Naturally, I was never taught to believe in Santa, and never did. Lest I make them sound even more militant than they were, it's not like we went around passing out tracts at Christmas tree farms, nor do I remember engaging in vigorous de-bunking sessions with playmates. So at least they were spared that - it occurs to me that kids generally figure this out pretty young, and before they are school, at least very far.

It gets worse, or better, depending on how you spin the next thing. My brother and I were both born in December(s). We got birthday presents, and I imagine that given our finances, we got everything we could have gotten regardless. Budgeting and parental flexibility aside, I'm not sure if we would have gotten any presents in December at all to avoid us feeling totally left out if our birthdays hadn't fallen close to Christmas. I just can't say. Dad was pretty hard-core about this.

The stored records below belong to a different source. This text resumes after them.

//! Modifiers: the objects that turn a field name into clause fragments.
//!
//! Every modifier implements [`Modifier::add`], which receives the field
//! name it was attached under and the target query. Variants are selected
//! when the modifier is built, never patched at runtime.

pub mod case;
pub mod errors;
pub mod field;
pub mod frame;
pub mod function;
pub mod predicate;
pub mod subquery;

use crate::query_model::{Query, Session};

pub use case::{Case, Range};
pub use errors::ExpressionError;
pub use field::{
    format_field, qualify_condition, Distinct, ExpressionField, Field, FieldFormat, FieldList,
    ForeignKey, GroupBy, NamedField, OrderBy, PrimaryKey, Table,
};
pub use frame::{FrameArg, RowBound, WindowFrame};
pub use function::{get_function, As, Arg, DatePart, Function, FunctionKind, SemanticType};
pub use predicate::{Between, Having, Not, Options, Value, Where, Wildcard};

/// Adds clause fragments to a query for one named field.
pub trait Modifier {
    fn add(&self, name: &str, query: &mut Query, session: &Session) -> Result<(), ExpressionError>;
}

impl<M: Modifier + ?Sized> Modifier for Box<M> {
    fn add(&self, name: &str, query: &mut Query, session: &Session) -> Result<(), ExpressionError> {
        (**self).add(name, query, session)
    }
}

impl<M: Modifier + ?Sized> Modifier for &M {
    fn add(&self, name: &str, query: &mut Query, session: &Session) -> Result<(), ExpressionError> {
        (**self).add(name, query, session)
    }
}

/// Several modifiers on the same field, applied in order.
impl Modifier for Vec<Box<dyn Modifier>> {
    fn add(&self, name: &str, query: &mut Query, session: &Session) -> Result<(), ExpressionError> {
        for modifier in self {
            modifier.add(name, query, session)?;
        }
        Ok(())
    }
}
impl FunctionKind {
    /// Accepted input types; the first one is the anchor (field) slot.
    pub fn inputs(&self) -> &'static [SemanticType] {
        use SemanticType::*;
        match self {
            FunctionKind::Avg | FunctionKind::Sum => &[Float],
            FunctionKind::Min | FunctionKind::Max | FunctionKind::Count => &[Any],
            FunctionKind::SubString => &[Char, Int, Int],
            FunctionKind::Round => &[Float, Int],
            FunctionKind::Lower | FunctionKind::Upper | FunctionKind::Length => &[Char],
            FunctionKind::Coalesce => &[Any, Any],
            FunctionKind::Extract(_) => &[Date],
            FunctionKind::CurrentDate | FunctionKind::RowNumber | FunctionKind::Rank => &[],
            FunctionKind::Cast(_) => &[Any],
            FunctionKind::Lag | FunctionKind::Lead => &[Any, Int],
        }
    }

    pub fn output(&self) -> SemanticType {
        match self {
            FunctionKind::Avg | FunctionKind::Sum | FunctionKind::Round => SemanticType::Float,
            FunctionKind::Count
            | FunctionKind::Length
            | FunctionKind::Extract(_)
            | FunctionKind::RowNumber
            | FunctionKind::Rank => SemanticType::Int,
            FunctionKind::SubString | FunctionKind::Lower | FunctionKind::Upper => SemanticType::Char,
            FunctionKind::CurrentDate => SemanticType::Date,
            FunctionKind::Cast(target) => *target,
            FunctionKind::Min
            | FunctionKind::Max
            | FunctionKind::Coalesce
            | FunctionKind::Lag
            | FunctionKind::Lead => SemanticType::Any,
        }
    }

    pub fn is_aggregate(&self) -> bool {
        matches!(
            self,
            FunctionKind::Avg
                | FunctionKind::Min
                | FunctionKind::Max
                | FunctionKind::Sum
                | FunctionKind::Count
        )
    }

    pub fn is_window(&self) -> bool {
        matches!(
            self,
            FunctionKind::RowNumber | FunctionKind::Rank | FunctionKind::Lag | FunctionKind::Lead
        )
    }

    /// Generic SQL spelling; dialect-specific forms are handled by `Function`.
    pub fn sql_name(&self) -> &'static str {
        match self {
            FunctionKind::Avg => "AVG",
            FunctionKind::Min => "MIN",
            FunctionKind::Max => "MAX",
            FunctionKind::Sum => "SUM",
            FunctionKind::Count => "COUNT",
            FunctionKind::SubString => "SUBSTRING",
            FunctionKind::Round => "ROUND",
            FunctionKind::Lower => "LOWER",
            FunctionKind::Upper => "UPPER",
            FunctionKind::Length => "LENGTH",
            FunctionKind::Coalesce => "COALESCE",
            FunctionKind::Extract(_) => "EXTRACT",
            FunctionKind::CurrentDate => "CURRENT_DATE",
            FunctionKind::Cast(_) => "CAST",
            FunctionKind::RowNumber => "ROW_NUMBER",
            FunctionKind::Rank => "RANK",
            FunctionKind::Lag => "LAG",
            FunctionKind::Lead => "LEAD",
        }
    }
}
use crate::expression::format_field;
use crate::query_model::{parse_condition, strip_alias_prefixes, ClauseKind, CompareOp, Condition, Query, Session};

use super::{Rule, RuleResult};

/// `f = a OR f = b OR f = c` becomes `f IN (a,b,c)`.
#[derive(Debug, Clone, Copy, Default)]
pub struct SelectIn;

/// The shared field and the values of an OR of equalities on one field.
fn same_field_equalities(condition: &Condition) -> Option<(&str, Vec<&str>)> {
    let Condition::Or(parts) = condition else {
        return None;
    };
    let mut field: Option<&str> = None;
    let mut values = Vec::with_capacity(parts.len());
    for part in parts {
        let Condition::Compare {
            field: name,
            op: CompareOp::Eq,
            value,
        } = part
        else {
            return None;
        };
        match field {
            Some(first) if !same_name(first, name) => return None,
            Some(_) => {}
            None => field = Some(name),
        }
        values.push(value.as_str());
    }
    field.map(|field| (field, values))
}

fn same_name(a: &str, b: &str) -> bool {
    strip_alias_prefixes(a.trim(), None).eq_ignore_ascii_case(strip_alias_prefixes(b.trim(), None).as_str())
}

impl Rule for SelectIn {
    fn name(&self) -> &'static str {
        "SelectIn"
    }

    fn apply(&self, query: &mut Query, _session: &Session) -> RuleResult<()> {
        let mut rewritten = query.values(ClauseKind::Where).to_vec();
        for condition in rewritten.iter_mut() {
            let Some(parsed) = parse_condition(condition) else {
                continue;
            };
            if let Some((field, values)) = same_field_equalities(&parsed) {
                let field = format_field(field, query);
                log::trace!("{} equalities on {} folded into IN", values.len(), field);
                *condition = format!("{} IN ({})", field, values.join(","));
            }
        }
        query.set_values(ClauseKind::Where, rewritten);
        Ok(())
    }
}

My wife grew up in more or less the same denomination, but her parents were what I'd call neurotypical about this stuff. She has said over the years that she felt a bit betrayed by her mother's having done the Santa thing to the hilt. When the penny dropped, she did indeed feel she'd been lied to by her parents. Hey, at least she got two sets of presents a year, once in summer when she was born and another consignment from her parents/Santa, or whichever one she was believing in at the time. Said disappointment about Santa (and about her parents) was of short duration. She understood the gag, and that it was what everybody did, and she doesn't keep a Faulkneresque journal about the ordeal. Her parents still give us presents.

So when we had kids, we compared these horror stories and our plan, such as it was, was to never particularly lie to our kids about it. Which is harder than it sounds, and I'll admit we may have played them a bit when they were young, and given truthful answers that were a bit over their heads. We didn't really play the idea of Santa up - we let her parents do it a bit, but we didn't back them up. Maybe, in retrospect, we were a bit Chamberlain-like in this respect, but that makes my Mother-in-Law You-Know-Who-Else, and I don't want to Godwin this thread... bottom line, they figured it out at a very young age, and I think their main problem was when to let their grandmother know they weren't really buying it. Of course to this day (they're well into their teens) we tease them that if they don't believe in Santa, they can't expect him to bring them presents.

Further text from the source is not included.